TASK BRIEF: Work out how many lines below contain "warn". Provide only the figure.

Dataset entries

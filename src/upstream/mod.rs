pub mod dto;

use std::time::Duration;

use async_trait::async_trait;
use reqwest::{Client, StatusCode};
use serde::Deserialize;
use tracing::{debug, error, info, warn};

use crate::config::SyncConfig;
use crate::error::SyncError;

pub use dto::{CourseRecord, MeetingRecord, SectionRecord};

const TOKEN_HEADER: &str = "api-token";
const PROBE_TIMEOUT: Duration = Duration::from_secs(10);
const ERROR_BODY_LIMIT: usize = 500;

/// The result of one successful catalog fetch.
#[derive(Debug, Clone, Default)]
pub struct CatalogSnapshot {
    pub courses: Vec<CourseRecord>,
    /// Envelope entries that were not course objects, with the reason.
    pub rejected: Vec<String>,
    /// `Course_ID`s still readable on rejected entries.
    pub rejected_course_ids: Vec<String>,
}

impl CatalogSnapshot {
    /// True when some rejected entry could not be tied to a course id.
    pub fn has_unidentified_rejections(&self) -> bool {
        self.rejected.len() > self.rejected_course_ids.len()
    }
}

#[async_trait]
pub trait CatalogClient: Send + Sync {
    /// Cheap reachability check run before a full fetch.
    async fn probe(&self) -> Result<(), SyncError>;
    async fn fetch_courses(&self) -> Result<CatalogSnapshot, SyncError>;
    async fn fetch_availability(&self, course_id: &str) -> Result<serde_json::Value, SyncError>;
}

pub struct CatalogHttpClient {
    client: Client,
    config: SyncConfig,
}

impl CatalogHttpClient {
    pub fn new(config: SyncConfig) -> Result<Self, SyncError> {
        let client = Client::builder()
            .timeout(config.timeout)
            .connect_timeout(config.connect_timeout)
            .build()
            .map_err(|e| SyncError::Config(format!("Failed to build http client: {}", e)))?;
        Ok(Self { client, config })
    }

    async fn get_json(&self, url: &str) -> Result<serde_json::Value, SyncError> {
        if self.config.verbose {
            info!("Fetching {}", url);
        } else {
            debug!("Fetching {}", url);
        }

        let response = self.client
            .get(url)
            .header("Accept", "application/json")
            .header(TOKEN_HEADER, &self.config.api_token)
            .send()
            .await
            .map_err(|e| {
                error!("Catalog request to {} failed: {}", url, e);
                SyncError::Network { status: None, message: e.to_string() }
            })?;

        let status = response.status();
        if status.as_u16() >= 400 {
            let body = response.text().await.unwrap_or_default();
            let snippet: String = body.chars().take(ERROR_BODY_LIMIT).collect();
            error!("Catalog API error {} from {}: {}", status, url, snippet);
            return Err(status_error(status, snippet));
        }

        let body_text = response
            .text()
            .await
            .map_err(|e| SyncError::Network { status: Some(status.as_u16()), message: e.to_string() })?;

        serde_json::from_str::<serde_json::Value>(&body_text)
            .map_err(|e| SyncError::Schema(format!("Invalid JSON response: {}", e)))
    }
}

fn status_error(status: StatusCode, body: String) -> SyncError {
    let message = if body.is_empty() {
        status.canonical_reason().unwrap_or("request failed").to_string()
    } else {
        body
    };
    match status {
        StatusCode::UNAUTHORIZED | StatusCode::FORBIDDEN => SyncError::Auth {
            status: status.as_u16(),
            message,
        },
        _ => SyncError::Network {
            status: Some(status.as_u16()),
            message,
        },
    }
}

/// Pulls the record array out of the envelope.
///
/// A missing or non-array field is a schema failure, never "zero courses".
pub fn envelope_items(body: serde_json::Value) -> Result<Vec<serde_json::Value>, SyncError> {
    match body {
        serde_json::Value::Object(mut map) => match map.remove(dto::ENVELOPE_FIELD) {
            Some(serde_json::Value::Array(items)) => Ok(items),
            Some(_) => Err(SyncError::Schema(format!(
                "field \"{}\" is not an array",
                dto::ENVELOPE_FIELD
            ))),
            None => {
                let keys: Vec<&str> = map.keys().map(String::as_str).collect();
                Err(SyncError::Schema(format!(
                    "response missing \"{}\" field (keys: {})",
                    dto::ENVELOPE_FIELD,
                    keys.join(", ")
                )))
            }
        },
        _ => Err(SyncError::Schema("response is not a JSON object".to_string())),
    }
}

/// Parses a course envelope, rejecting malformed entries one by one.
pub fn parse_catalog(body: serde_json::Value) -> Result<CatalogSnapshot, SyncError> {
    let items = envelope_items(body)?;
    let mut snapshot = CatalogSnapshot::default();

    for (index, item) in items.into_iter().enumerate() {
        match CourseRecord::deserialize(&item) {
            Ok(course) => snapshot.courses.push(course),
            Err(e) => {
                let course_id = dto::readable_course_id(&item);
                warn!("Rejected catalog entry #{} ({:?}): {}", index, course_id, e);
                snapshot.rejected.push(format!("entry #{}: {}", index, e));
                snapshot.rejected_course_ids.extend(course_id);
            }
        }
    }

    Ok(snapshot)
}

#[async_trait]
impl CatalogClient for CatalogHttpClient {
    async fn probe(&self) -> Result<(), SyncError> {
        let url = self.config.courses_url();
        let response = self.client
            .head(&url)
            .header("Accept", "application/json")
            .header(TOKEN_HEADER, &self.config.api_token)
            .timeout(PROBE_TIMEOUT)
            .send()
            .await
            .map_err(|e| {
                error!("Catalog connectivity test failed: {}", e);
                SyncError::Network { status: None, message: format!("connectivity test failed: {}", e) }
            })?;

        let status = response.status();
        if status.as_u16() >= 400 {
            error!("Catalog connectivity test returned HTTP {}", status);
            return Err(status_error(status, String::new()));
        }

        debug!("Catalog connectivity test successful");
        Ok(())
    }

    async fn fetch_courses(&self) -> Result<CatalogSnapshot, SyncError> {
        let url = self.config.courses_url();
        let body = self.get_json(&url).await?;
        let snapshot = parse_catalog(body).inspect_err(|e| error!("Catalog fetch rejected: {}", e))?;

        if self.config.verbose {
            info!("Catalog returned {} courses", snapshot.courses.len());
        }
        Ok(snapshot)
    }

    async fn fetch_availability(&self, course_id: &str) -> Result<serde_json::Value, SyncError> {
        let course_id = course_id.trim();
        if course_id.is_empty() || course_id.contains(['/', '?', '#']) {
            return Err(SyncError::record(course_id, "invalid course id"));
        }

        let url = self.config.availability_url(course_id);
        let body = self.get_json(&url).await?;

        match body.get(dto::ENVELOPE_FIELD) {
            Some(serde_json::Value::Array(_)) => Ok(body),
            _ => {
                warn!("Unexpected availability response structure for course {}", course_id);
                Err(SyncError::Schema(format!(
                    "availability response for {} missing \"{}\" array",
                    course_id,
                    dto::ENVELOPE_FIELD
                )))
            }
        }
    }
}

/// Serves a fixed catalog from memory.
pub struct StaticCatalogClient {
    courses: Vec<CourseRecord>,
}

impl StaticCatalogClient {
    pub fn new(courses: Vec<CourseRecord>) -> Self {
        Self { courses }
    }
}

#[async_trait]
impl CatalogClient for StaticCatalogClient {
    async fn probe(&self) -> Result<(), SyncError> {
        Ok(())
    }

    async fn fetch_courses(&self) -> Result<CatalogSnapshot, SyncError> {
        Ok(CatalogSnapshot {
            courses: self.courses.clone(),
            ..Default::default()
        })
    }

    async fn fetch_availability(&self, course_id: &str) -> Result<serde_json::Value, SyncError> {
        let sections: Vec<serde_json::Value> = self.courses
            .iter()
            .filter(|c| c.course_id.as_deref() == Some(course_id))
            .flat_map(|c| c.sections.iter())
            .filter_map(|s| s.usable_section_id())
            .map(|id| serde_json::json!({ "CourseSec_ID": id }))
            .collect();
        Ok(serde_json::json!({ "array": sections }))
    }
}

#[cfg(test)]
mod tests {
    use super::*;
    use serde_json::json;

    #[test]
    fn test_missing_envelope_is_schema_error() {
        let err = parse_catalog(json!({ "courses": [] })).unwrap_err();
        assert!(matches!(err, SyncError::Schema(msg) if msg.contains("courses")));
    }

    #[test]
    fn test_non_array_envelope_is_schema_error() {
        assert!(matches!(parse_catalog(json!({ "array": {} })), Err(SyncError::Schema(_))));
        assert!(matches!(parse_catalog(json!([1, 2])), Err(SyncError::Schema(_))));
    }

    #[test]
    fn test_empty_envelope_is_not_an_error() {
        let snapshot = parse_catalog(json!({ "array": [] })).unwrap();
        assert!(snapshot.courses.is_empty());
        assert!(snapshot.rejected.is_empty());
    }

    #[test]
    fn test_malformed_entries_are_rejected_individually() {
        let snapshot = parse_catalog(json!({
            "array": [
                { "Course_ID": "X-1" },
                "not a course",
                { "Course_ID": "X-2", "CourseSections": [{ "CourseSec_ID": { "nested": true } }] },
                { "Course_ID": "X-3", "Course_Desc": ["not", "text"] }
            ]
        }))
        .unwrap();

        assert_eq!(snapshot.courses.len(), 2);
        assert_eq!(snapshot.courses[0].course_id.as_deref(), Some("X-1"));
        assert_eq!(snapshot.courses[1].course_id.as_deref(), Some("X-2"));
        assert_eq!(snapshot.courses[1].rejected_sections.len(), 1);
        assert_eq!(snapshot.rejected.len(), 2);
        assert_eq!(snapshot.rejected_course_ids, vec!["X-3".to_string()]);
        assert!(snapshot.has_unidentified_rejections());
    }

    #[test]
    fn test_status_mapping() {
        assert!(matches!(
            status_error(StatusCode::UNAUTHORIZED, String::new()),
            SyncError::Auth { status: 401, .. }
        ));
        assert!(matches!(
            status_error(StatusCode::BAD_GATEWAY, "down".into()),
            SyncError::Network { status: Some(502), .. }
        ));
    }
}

* * *

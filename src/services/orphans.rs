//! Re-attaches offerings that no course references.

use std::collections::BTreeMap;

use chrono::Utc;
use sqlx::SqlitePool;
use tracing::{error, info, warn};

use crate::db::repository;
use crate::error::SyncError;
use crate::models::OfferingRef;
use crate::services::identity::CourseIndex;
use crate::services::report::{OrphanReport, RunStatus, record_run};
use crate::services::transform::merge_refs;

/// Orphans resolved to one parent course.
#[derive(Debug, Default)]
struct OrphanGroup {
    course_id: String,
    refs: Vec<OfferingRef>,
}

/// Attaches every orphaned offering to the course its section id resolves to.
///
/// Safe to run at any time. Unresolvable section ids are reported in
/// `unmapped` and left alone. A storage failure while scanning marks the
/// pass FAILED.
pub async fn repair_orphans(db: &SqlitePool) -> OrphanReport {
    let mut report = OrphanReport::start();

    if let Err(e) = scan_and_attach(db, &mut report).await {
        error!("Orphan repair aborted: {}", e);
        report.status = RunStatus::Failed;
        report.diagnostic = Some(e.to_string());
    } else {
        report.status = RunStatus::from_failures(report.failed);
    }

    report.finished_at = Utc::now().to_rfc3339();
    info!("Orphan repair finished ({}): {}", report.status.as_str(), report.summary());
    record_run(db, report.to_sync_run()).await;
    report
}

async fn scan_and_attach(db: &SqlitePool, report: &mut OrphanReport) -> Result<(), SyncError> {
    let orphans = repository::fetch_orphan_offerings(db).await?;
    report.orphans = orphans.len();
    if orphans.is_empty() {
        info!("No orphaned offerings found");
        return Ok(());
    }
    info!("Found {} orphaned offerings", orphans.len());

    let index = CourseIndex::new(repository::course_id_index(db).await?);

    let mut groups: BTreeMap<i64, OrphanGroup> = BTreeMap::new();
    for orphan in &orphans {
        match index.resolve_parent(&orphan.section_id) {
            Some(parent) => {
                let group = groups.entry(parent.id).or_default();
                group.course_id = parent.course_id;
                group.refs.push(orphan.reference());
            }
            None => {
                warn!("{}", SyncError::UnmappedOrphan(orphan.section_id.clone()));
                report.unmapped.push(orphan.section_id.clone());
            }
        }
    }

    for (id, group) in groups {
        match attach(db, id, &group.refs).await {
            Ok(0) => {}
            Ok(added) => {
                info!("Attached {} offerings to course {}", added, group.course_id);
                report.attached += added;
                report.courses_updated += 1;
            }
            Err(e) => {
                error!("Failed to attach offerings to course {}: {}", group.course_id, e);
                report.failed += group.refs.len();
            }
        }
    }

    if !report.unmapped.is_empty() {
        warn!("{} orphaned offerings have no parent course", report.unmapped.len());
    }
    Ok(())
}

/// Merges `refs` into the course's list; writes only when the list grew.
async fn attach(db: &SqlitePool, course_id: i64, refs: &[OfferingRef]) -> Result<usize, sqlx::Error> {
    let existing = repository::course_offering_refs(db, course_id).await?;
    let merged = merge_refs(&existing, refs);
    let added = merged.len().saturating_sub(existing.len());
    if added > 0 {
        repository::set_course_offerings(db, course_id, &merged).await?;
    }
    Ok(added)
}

RESULT OF THE TASK: 6